Climate change : a global issue : is a renewable energy target an effective response for the New Zealand electricity sector? : a thesis presented in partial fulfilment of the requirements for the degree of Master of Applied Science at Massey University
The main objective of this thesis is to investigate the effectiveness of a mandatory renewable
energy target (MRET) in reducing greenhouse gas (GHG) emissions from the electricity
sector. New Zealand's electricity sector emissions have grown at a rapid rate over the last
decade ( + 19%) due to an increasing reliance on thermal generation plant.
Since the mid 1980's there has been increasing scientific evidence and acceptance that GHG
emissions caused by human activity are reducing the amount of solar heat that would
otherwise be radiated back out into space leading to climate change.
The Intergovernmental Panel on Climate Change (IPCC) has found new and stronger
evidence that most of the observed warming of the past 50 years is attributable to human
activities. The IPCC findings show potential for significant changes in temperature ( 1.4-5.8°C
by 2100), rainfall patterns and sea level (9-88cm by 2100) and adverse weather events.

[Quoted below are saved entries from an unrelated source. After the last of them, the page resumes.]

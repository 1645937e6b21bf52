// SPDX-FileCopyrightText: 2025 Jens Pitkänen <jens.pitkanen@helsinki.fi>
//
// SPDX-License-Identifier: GPL-3.0-or-later

use arrayvec::ArrayVec;
use tracing::debug;

use crate::{
    expression::Expression,
    literal::parse_number,
    number::Number,
    operator::{Operator, MAX_ARITY},
    random::Pcg32,
    token::{Token, Variable},
};

/// The seed of [`Evaluator::new`].
pub const DEFAULT_SEED: u64 = 0x853c_49e6_748f_ea9b;

/// The outcome of [`Evaluator::try_evaluate`].
#[derive(Debug, Clone, PartialEq)]
pub enum Evaluated<T> {
    /// The expression is a constant, and this is its value.
    Constant(T),
    /// The expression depends on the evaluation context, so it was compiled
    /// but not evaluated. Evaluate it later with [`Evaluator::evaluate`].
    Deferred(Expression),
    /// The expression is a constant, but it could not be evaluated.
    Invalid,
}

/// Evaluates expressions. Owns the random number generator used by `R(a,b)`.
///
/// The generator is the only state, so evaluating the same expressions in the
/// same order after [`Evaluator::set_random_state`] reproduces the same
/// results.
#[derive(Debug, Clone)]
pub struct Evaluator {
    rng: Pcg32,
}

impl Evaluator {
    pub fn new() -> Evaluator {
        Evaluator::with_seed(DEFAULT_SEED)
    }

    pub fn with_seed(seed: u64) -> Evaluator {
        Evaluator {
            rng: Pcg32::new(seed),
        }
    }

    /// Reseeds the random number generator.
    pub fn set_random_state(&mut self, seed: u64) {
        self.rng.reset(seed);
    }

    /// Evaluates the expression.
    ///
    /// - `value`: substituted for the variables `x`, `v` and `f`.
    /// - `index` and `count`: which evaluation out of how many this is. `#`
    ///   evaluates to `index`, and `L(a,b)` ramps from `a` at index 0 to `b`
    ///   at index `count - 1`.
    ///
    /// Returns None if the expression is malformed.
    pub fn evaluate<T: Number>(
        &mut self,
        expression: &Expression,
        value: T,
        index: u32,
        count: u32,
    ) -> Option<T> {
        let context = Context {
            value: value.to_f64(),
            index,
            count,
        };
        run(expression.postfix(), &context, &mut self.rng).map(T::from_f64)
    }

    /// Evaluates the expression right away if it's a constant.
    ///
    /// Plain numbers are parsed directly without compiling anything. Other
    /// constant expressions are evaluated with the default value, index 0 and
    /// count 1.
    pub fn try_evaluate<T: Number>(&mut self, source: &str) -> Evaluated<T> {
        if let Some(number) = parse_number(source.trim()) {
            return Evaluated::Constant(T::from_f64(number));
        }

        let expression = Expression::compile(source);
        if expression.has_variables() {
            return Evaluated::Deferred(expression);
        }

        match self.evaluate(&expression, T::default(), 0, 1) {
            Some(value) => Evaluated::Constant(value),
            None => Evaluated::Invalid,
        }
    }
}

impl Default for Evaluator {
    fn default() -> Self {
        Evaluator::new()
    }
}

struct Context {
    value: f64,
    index: u32,
    count: u32,
}

enum Slot {
    Value(f64),
    /// Punctuation left in the program by unbalanced parentheses. Operators
    /// can't take their operands from beyond one of these.
    Marker,
}

fn run(program: &[Token], context: &Context, rng: &mut Pcg32) -> Option<f64> {
    let mut stack: Vec<Slot> = Vec::with_capacity(program.len());

    for token in program {
        match token {
            Token::Operator(op) => {
                let mut operands = ArrayVec::<f64, MAX_ARITY>::new();
                while operands.len() < op.arity() {
                    let Some(&Slot::Value(operand)) = stack.last() else {
                        break;
                    };
                    stack.pop();
                    operands.push(operand);
                }
                if operands.len() < op.arity() {
                    debug!(
                        "Operator {} needs {} operands, found {}.",
                        op.name(),
                        op.arity(),
                        operands.len(),
                    );
                    return None;
                }
                operands.reverse();
                let result = apply(*op, &operands, context, rng);
                stack.push(Slot::Value(result));
            }
            Token::Variable(Variable::Value) => stack.push(Slot::Value(context.value)),
            Token::Variable(Variable::Index) => stack.push(Slot::Value(context.index as f64)),
            Token::Number(number) => stack.push(Slot::Value(*number)),
            Token::Unknown(literal) => {
                debug!("Could not parse {literal:?} as a number.");
                return None;
            }
            Token::OpenParen | Token::CloseParen | Token::Comma => stack.push(Slot::Marker),
        }
    }

    match stack.as_slice() {
        [Slot::Value(result)] => Some(*result),
        _ => {
            debug!(
                "Expected the program to result in one value, ended up with {} slots.",
                stack.len(),
            );
            None
        }
    }
}

/// Applies the operator, `operands` having exactly [`Operator::arity`] values
/// in left-to-right order.
fn apply(op: Operator, operands: &[f64], context: &Context, rng: &mut Pcg32) -> f64 {
    let a = operands[0];
    let b = operands.get(1).copied().unwrap_or_default();
    match op {
        Operator::Neg => -a,
        Operator::Add => a + b,
        Operator::Sub => a - b,
        Operator::Mul => a * b,
        Operator::Div => a / b,
        Operator::Mod => a % b,
        Operator::Pow => a.powf(b),
        Operator::Sqrt if a <= 0.0 => 0.0,
        Operator::Sqrt => a.sqrt(),
        Operator::Cos => a.cos(),
        Operator::Sin => a.sin(),
        Operator::Tan => a.tan(),
        Operator::Floor => a.floor(),
        Operator::Ceil => a.ceil(),
        Operator::Round => a.round_ties_even(),
        Operator::Rand => {
            let t = rng.next_u24() as f64 / 0xFF_FFFF as f64;
            lerp(a, b, t)
        }
        Operator::Linear => {
            let count = context.count.max(1);
            let t = if count < 2 {
                0.5
            } else {
                context.index as f64 / (count - 1) as f64
            };
            lerp(a, b, t)
        }
    }
}

fn lerp(a: f64, b: f64, t: f64) -> f64 {
    a + (b - a) * t
}

#[cfg(test)]
mod tests {
    use core::f64::consts::PI;

    use crate::expression::Expression;

    use super::{Evaluated, Evaluator};

    fn constant(source: &str) -> f64 {
        match Evaluator::new().try_evaluate::<f64>(source) {
            Evaluated::Constant(value) => value,
            other => panic!("{source:?} should be a constant, got {other:?}"),
        }
    }

    fn is_invalid(source: &str) -> bool {
        matches!(
            Evaluator::new().try_evaluate::<f64>(source),
            Evaluated::Invalid,
        )
    }

    #[test]
    fn plain_literals() {
        assert_eq!(2.75, constant("2,75f"));
        assert_eq!(2.5, constant(" 2.5d "));
        assert_eq!(42.0, constant("42"));
        assert_eq!(PI, constant("pi"));
        assert_eq!(0.0, constant(""));
    }

    #[test]
    fn operator_precedence() {
        assert_eq!(14.0, constant("2+3*4"));
        assert_eq!(512.0, constant("2^3^2"));
        assert_eq!(20.0, constant("(2+3)*4"));
        assert_eq!(2.0, constant("8/2/2"));
        assert_eq!(2.0 * PI, constant("2 * pi"));
    }

    #[test]
    fn unary_minus() {
        assert_eq!(-12.0, constant("3*-4"));
        assert_eq!(-7.0, constant("-3-4"));
        assert_eq!(3.0, constant("--3"));
        assert_eq!(-1.0, constant("3-4"));
        assert_eq!(-9.0, constant("-3^2"));
    }

    #[test]
    fn functions() {
        assert_eq!(0.0, constant("sqrt(-4)"));
        assert_eq!(0.0, constant("sqrt(0)"));
        assert_eq!(3.0, constant("sqrt(9)"));
        assert_eq!(0.0, constant("sin(0)"));
        assert_eq!(1.0, constant("cos(0)"));
        assert_eq!(0.0, constant("tan(0)"));
        assert_eq!(2.0, constant("floor(2.7)"));
        assert_eq!(-2.0, constant("floor(-1.5)"));
        assert_eq!(3.0, constant("ceil(2.1)"));
        assert_eq!(5.0, constant("sqrt(16) + 1"));
    }

    #[test]
    fn round_ties_to_even() {
        assert_eq!(2.0, constant("round(2.5)"));
        assert_eq!(4.0, constant("round(3.5)"));
        assert_eq!(-2.0, constant("round(-2.5)"));
        assert_eq!(3.0, constant("round(2.6)"));
    }

    #[test]
    fn remainder_follows_the_dividend() {
        assert_eq!(1.0, constant("7 % 3"));
        assert_eq!(-1.0, constant("-7 % 3"));
        assert_eq!(1.0, constant("7 % -3"));
        assert_eq!(0.5, constant("2.5 % 1"));
    }

    #[test]
    fn trailing_operator_is_ignored() {
        assert_eq!(2.0, constant("2 +"));
        assert_eq!(6.0, constant("2 * 3 *"));
    }

    #[test]
    fn malformed_expressions_fail() {
        assert!(is_invalid("+"));
        assert!(is_invalid("*"));
        assert!(is_invalid("(1"));
        assert!(is_invalid("1 2"));
        assert!(is_invalid("abc + 1"));
        assert!(is_invalid("sqrt()"));
        assert!(is_invalid("2sqrt(4)"));
        assert!(
            is_invalid("2 * 1e-5"),
            "the exponent's minus should split the literal",
        );
    }

    #[test]
    fn special_float_words_fail() {
        assert!(is_invalid("nan"));
        assert!(is_invalid("inf"));
        assert!(is_invalid("1 + Infinity"));
        let mut evaluator = Evaluator::new();
        let expression = Expression::compile("x * nan");
        assert_eq!(None, evaluator.evaluate(&expression, 2.0, 0, 1));
    }

    #[test]
    fn operators_stop_at_unclosed_parentheses() {
        assert_eq!("1 2 ( +", Expression::compile("1+(2").to_string());
        assert!(is_invalid("1+(2"));
        assert!(is_invalid("1*(-2"));
    }

    #[test]
    fn compound_assignment() {
        let mut evaluator = Evaluator::new();
        let add = Expression::compile("+=5");
        assert_eq!(Some(15.0), evaluator.evaluate(&add, 10.0, 0, 1));
        let mul = Expression::compile("*=2");
        assert_eq!(Some(20.0), evaluator.evaluate(&mul, 10.0, 0, 1));
        let sub = Expression::compile("-= 1 + 1");
        assert_eq!(Some(8.0), evaluator.evaluate(&sub, 10.0, 0, 1));
        let div = Expression::compile("/=4");
        assert_eq!(Some(2.5), evaluator.evaluate(&div, 10.0, 0, 1));
    }

    #[test]
    fn variables_are_deferred() {
        let mut evaluator = Evaluator::new();
        let Evaluated::Deferred(expression) = evaluator.try_evaluate::<f64>("x+1") else {
            panic!("x+1 should not be a constant");
        };
        assert_eq!(Some(11.0), evaluator.evaluate(&expression, 10.0, 0, 1));
        assert_eq!(Evaluated::Constant(4.0), evaluator.try_evaluate("3+1"));
        assert!(matches!(
            evaluator.try_evaluate::<f64>("R(1, 2)"),
            Evaluated::Deferred(_),
        ));
    }

    #[test]
    fn compiled_expressions_are_reusable() {
        let mut evaluator = Evaluator::new();
        let expression = Expression::compile("x*2");
        assert_eq!(Some(10.0), evaluator.evaluate(&expression, 5.0, 0, 1));
        assert_eq!(Some(6.0), evaluator.evaluate(&expression, 3.0, 0, 1));
        assert_eq!(Some(10.0), evaluator.evaluate(&expression, 5.0, 0, 1));
        assert_eq!(Some(-4), evaluator.evaluate(&expression, -2, 0, 1));
    }

    #[test]
    fn all_value_variables_are_the_same() {
        let mut evaluator = Evaluator::new();
        let expression = Expression::compile("x + v + f");
        assert_eq!(Some(6.0), evaluator.evaluate(&expression, 2.0, 0, 1));
    }

    #[test]
    fn index_variable() {
        let mut evaluator = Evaluator::new();
        let expression = Expression::compile("# * 2");
        assert_eq!(Some(6.0), evaluator.evaluate(&expression, 0.0, 3, 10));
    }

    #[test]
    fn linear_ramp() {
        let mut evaluator = Evaluator::new();
        let expression = Expression::compile("L(0,10)");
        let ramp: Vec<f64> = (0..5)
            .map(|index| evaluator.evaluate(&expression, 0.0, index, 5).unwrap())
            .collect();
        assert_eq!(vec![0.0, 2.5, 5.0, 7.5, 10.0], ramp);

        assert_eq!(Some(5.0), evaluator.evaluate(&expression, 0.0, 0, 1));
        assert_eq!(
            Some(5.0),
            evaluator.evaluate(&expression, 0.0, 0, 0),
            "count should be clamped to at least one",
        );
    }

    #[test]
    fn random_range_is_reproducible() {
        let expression = Expression::compile("R(0,1)");
        let draws = |seed| {
            let mut evaluator = Evaluator::new();
            evaluator.set_random_state(seed);
            (0..100)
                .map(|_| evaluator.evaluate(&expression, 0.0, 0, 1).unwrap())
                .collect::<Vec<f64>>()
        };

        let first = draws(1337);
        let second = draws(1337);
        assert_eq!(first, second);
        assert!(first.iter().all(|draw| (0.0..=1.0).contains(draw)));
        assert_ne!(first, draws(1338));
    }

    #[test]
    fn random_range_scales_to_bounds() {
        let mut evaluator = Evaluator::with_seed(5);
        let expression = Expression::compile("R(10, 20)");
        for _ in 0..100 {
            let draw = evaluator.evaluate(&expression, 0.0, 0, 1).unwrap();
            assert!((10.0..=20.0).contains(&draw), "{draw} out of bounds");
        }
        let degenerate = Expression::compile("R(3, 3)");
        assert_eq!(Some(3.0), evaluator.evaluate(&degenerate, 0.0, 0, 1));
    }

    #[test]
    fn narrowing() {
        let mut evaluator = Evaluator::new();
        assert_eq!(Evaluated::Constant(7), evaluator.try_evaluate::<i32>("7.9"));
        assert_eq!(Evaluated::Constant(-2), evaluator.try_evaluate::<i64>("-5 / 2"));
        assert_eq!(Evaluated::Constant(0), evaluator.try_evaluate::<u64>("1 - 6"));
        assert_eq!(Evaluated::Constant(0.5), evaluator.try_evaluate::<f32>("1 / 2"));
    }
}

This
will impact on the global economy, the natural environment and the quality of life for present
and future generations.
The Kyoto Protocol is the international vehicle for fighting anthropogenic climate change by
reducing GHG emissions. Despite the US withdrawal from the Protocol in 200 l, it could still
enter into force and countries that ratify it could have legally binding GHG emission
responsibilities by late 2002. Domestic policy and legislation presently under development
will guide New Zealand's efforts to reduce GHGs and meet its future Kyoto Protocol
To assess the impact of a possible MRET, a tool was developed which evaluates the effect of
five different MRET scenarios on the electricity sector's GHG emissions, the wholesale price
of electricity and the level of renewable energy supply. It was found that an MRET is an
effective method of reducing GHGs and increasing the level of renewable energy supply,
however this effectiveness depends on the level of the target. The higher the target the higher
the electricity price, which will also increase if inappropriate investment decisions lead to
plant redundancy or oversupply of the market. Implementing energy efficiency measures
with an MRET further reduces GHG emissions. If existing renewable generation was
prioritised over thermal generation then environmental outcomes are further improved.